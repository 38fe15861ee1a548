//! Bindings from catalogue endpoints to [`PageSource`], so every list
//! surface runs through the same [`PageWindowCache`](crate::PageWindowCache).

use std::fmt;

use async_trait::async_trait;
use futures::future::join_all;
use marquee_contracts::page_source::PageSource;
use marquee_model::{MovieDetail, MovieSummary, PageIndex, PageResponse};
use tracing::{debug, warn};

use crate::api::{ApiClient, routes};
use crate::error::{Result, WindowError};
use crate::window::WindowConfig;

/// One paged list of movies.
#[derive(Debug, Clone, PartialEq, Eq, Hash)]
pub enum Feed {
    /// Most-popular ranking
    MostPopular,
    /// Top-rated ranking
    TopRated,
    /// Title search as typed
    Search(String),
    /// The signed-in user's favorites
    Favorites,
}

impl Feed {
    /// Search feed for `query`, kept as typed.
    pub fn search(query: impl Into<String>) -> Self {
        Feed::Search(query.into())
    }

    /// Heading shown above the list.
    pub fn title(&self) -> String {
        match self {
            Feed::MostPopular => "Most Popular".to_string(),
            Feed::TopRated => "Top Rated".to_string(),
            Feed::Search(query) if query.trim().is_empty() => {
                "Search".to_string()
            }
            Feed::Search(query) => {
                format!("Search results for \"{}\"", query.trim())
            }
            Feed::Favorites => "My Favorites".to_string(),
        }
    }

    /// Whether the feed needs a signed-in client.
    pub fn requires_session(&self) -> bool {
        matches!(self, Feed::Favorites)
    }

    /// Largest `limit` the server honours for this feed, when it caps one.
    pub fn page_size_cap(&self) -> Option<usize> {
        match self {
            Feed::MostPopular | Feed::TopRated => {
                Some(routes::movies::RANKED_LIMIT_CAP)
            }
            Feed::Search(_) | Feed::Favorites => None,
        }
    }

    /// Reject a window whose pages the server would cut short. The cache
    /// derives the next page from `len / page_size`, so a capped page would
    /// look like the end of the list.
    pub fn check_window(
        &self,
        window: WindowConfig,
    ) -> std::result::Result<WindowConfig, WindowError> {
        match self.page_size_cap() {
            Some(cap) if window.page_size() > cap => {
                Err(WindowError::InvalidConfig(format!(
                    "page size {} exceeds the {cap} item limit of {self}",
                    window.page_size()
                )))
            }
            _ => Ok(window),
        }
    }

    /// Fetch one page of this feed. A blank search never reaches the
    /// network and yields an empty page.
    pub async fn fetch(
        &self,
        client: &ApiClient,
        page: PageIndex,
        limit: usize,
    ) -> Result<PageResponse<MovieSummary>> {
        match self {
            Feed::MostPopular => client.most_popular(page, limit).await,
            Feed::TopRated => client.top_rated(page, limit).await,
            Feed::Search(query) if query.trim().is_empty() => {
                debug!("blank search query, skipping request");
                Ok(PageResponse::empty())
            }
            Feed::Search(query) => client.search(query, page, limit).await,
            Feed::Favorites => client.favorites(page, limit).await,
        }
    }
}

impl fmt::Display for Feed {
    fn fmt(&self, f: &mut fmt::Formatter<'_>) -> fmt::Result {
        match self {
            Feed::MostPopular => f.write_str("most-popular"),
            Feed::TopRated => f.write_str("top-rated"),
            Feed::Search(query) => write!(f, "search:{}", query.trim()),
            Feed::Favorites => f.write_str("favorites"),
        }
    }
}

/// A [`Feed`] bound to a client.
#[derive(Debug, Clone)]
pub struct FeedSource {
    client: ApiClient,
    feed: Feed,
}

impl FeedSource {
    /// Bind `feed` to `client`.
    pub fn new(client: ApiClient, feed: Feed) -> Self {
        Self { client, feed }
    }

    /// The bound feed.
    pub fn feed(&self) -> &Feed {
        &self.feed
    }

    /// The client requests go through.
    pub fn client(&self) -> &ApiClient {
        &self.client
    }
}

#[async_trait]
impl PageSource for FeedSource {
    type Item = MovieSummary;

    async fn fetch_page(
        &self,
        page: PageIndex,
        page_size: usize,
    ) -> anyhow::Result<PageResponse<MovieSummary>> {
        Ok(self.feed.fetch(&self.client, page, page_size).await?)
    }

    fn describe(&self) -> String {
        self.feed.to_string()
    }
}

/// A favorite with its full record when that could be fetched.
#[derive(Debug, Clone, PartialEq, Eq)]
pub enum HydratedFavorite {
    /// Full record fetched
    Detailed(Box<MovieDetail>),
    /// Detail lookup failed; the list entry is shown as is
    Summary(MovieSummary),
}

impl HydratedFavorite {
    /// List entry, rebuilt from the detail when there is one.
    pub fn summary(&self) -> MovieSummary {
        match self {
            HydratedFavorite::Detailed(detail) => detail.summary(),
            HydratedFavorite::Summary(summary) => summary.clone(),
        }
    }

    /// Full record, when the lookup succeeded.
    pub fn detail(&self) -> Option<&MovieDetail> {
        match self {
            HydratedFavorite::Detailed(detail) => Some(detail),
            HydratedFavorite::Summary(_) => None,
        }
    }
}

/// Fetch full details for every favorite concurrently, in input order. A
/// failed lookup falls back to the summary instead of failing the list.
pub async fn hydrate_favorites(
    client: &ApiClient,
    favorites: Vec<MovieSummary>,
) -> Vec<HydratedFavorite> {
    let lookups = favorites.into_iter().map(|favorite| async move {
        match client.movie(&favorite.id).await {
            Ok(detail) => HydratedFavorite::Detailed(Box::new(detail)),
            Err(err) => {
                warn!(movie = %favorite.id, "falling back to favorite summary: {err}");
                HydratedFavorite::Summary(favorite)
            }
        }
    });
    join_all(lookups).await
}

--

WORK REQUEST. Your answer must be the complete listing, retyped exactly.

REPLY.
repository 38fe15861ee1a548
//! Bindings from catalogue endpoints to [`PageSource`], so every list
//! surface runs through the same [`PageWindowCache`](crate::PageWindowCache).

use std::fmt;

use async_trait::async_trait;
use futures::future::join_all;
use marquee_contracts::page_source::PageSource;
use marquee_model::{MovieDetail, MovieSummary, PageIndex, PageResponse};
use tracing::{debug, warn};

use crate::api::{ApiClient, routes};
use crate::error::{Result, WindowError};
use crate::window::WindowConfig;

/// One paged list of movies.
#[derive(Debug, Clone, PartialEq, Eq, Hash)]
pub enum Feed {
    /// Most-popular ranking
    MostPopular,
    /// Top-rated ranking
    TopRated,
    /// Title search as typed
    Search(String),
    /// The signed-in user's favorites
    Favorites,
}

impl Feed {
    /// Search feed for `query`, kept as typed.
    pub fn search(query: impl Into<String>) -> Self {
        Feed::Search(query.into())
    }

    /// Heading shown above the list.
    pub fn title(&self) -> String {
        match self {
            Feed::MostPopular => "Most Popular".to_string(),
            Feed::TopRated => "Top Rated".to_string(),
            Feed::Search(query) if query.trim().is_empty() => {
                "Search".to_string()
            }
            Feed::Search(query) => {
                format!("Search results for \"{}\"", query.trim())
            }
            Feed::Favorites => "My Favorites".to_string(),
        }
    }

    /// Whether the feed needs a signed-in client.
    pub fn requires_session(&self) -> bool {
        matches!(self, Feed::Favorites)
    }

    /// Largest `limit` the server honours for this feed, when it caps one.
    pub fn page_size_cap(&self) -> Option<usize> {
        match self {
            Feed::MostPopular | Feed::TopRated => {
                Some(routes::movies::RANKED_LIMIT_CAP)
            }
            Feed::Search(_) | Feed::Favorites => None,
        }
    }

    /// Reject a window whose pages the server would cut short. The cache
    /// derives the next page from `len / page_size`, so a capped page would
    /// look like the end of the list.
    pub fn check_window(
        &self,
        window: WindowConfig,
    ) -> std::result::Result<WindowConfig, WindowError> {
        match self.page_size_cap() {
            Some(cap) if window.page_size() > cap => {
                Err(WindowError::InvalidConfig(format!(
                    "page size {} exceeds the {cap} item limit of {self}",
                    window.page_size()
                )))
            }
            _ => Ok(window),
        }
    }

    /// Fetch one page of this feed. A blank search never reaches the
    /// network and yields an empty page.
    pub async fn fetch(
        &self,
        client: &ApiClient,
        page: PageIndex,
        limit: usize,
    ) -> Result<PageResponse<MovieSummary>> {
        match self {
            Feed::MostPopular => client.most_popular(page, limit).await,
            Feed::TopRated => client.top_rated(page, limit).await,
            Feed::Search(query) if query.trim().is_empty() => {
                debug!("blank search query, skipping request");
                Ok(PageResponse::empty())
            }
            Feed::Search(query) => client.search(query, page, limit).await,
            Feed::Favorites => client.favorites(page, limit).await,
        }
    }
}

impl fmt::Display for Feed {
    fn fmt(&self, f: &mut fmt::Formatter<'_>) -> fmt::Result {
        match self {
            Feed::MostPopular => f.write_str("most-popular"),
            Feed::TopRated => f.write_str("top-rated"),
            Feed::Search(query) => write!(f, "search:{}", query.trim()),
            Feed::Favorites => f.write_str("favorites"),
        }
    }
}

/// A [`Feed`] bound to a client.
#[derive(Debug, Clone)]
pub struct FeedSource {
    client: ApiClient,
    feed: Feed,
}

impl FeedSource {
    /// Bind `feed` to `client`.
    pub fn new(client: ApiClient, feed: Feed) -> Self {
        Self { client, feed }
    }

    /// The bound feed.
    pub fn feed(&self) -> &Feed {
        &self.feed
    }

    /// The client requests go through.
    pub fn client(&self) -> &ApiClient {
        &self.client
    }
}

#[async_trait]
impl PageSource for FeedSource {
    type Item = MovieSummary;

    async fn fetch_page(
        &self,
        page: PageIndex,
        page_size: usize,
    ) -> anyhow::Result<PageResponse<MovieSummary>> {
        Ok(self.feed.fetch(&self.client, page, page_size).await?)
    }

    fn describe(&self) -> String {
        self.feed.to_string()
    }
}

/// A favorite with its full record when that could be fetched.
#[derive(Debug, Clone, PartialEq, Eq)]
pub enum HydratedFavorite {
    /// Full record fetched
    Detailed(Box<MovieDetail>),
    /// Detail lookup failed; the list entry is shown as is
    Summary(MovieSummary),
}

impl HydratedFavorite {
    /// List entry, rebuilt from the detail when there is one.
    pub fn summary(&self) -> MovieSummary {
        match self {
            HydratedFavorite::Detailed(detail) => detail.summary(),
            HydratedFavorite::Summary(summary) => summary.clone(),
        }
    }

    /// Full record, when the lookup succeeded.
    pub fn detail(&self) -> Option<&MovieDetail> {
        match self {
            HydratedFavorite::Detailed(detail) => Some(detail),
            HydratedFavorite::Summary(_) => None,
        }
    }
}

/// Fetch full details for every favorite concurrently, in input order. A
/// failed lookup falls back to the summary instead of failing the list.
pub async fn hydrate_favorites(
    client: &ApiClient,
    favorites: Vec<MovieSummary>,
) -> Vec<HydratedFavorite> {
    let lookups = favorites.into_iter().map(|favorite| async move {
        match client.movie(&favorite.id).await {
            Ok(detail) => HydratedFavorite::Detailed(Box::new(detail)),
            Err(err) => {
                warn!(movie = %favorite.id, "falling back to favorite summary: {err}");
                HydratedFavorite::Summary(favorite)
            }
        }
    });
    join_all(lookups).await
}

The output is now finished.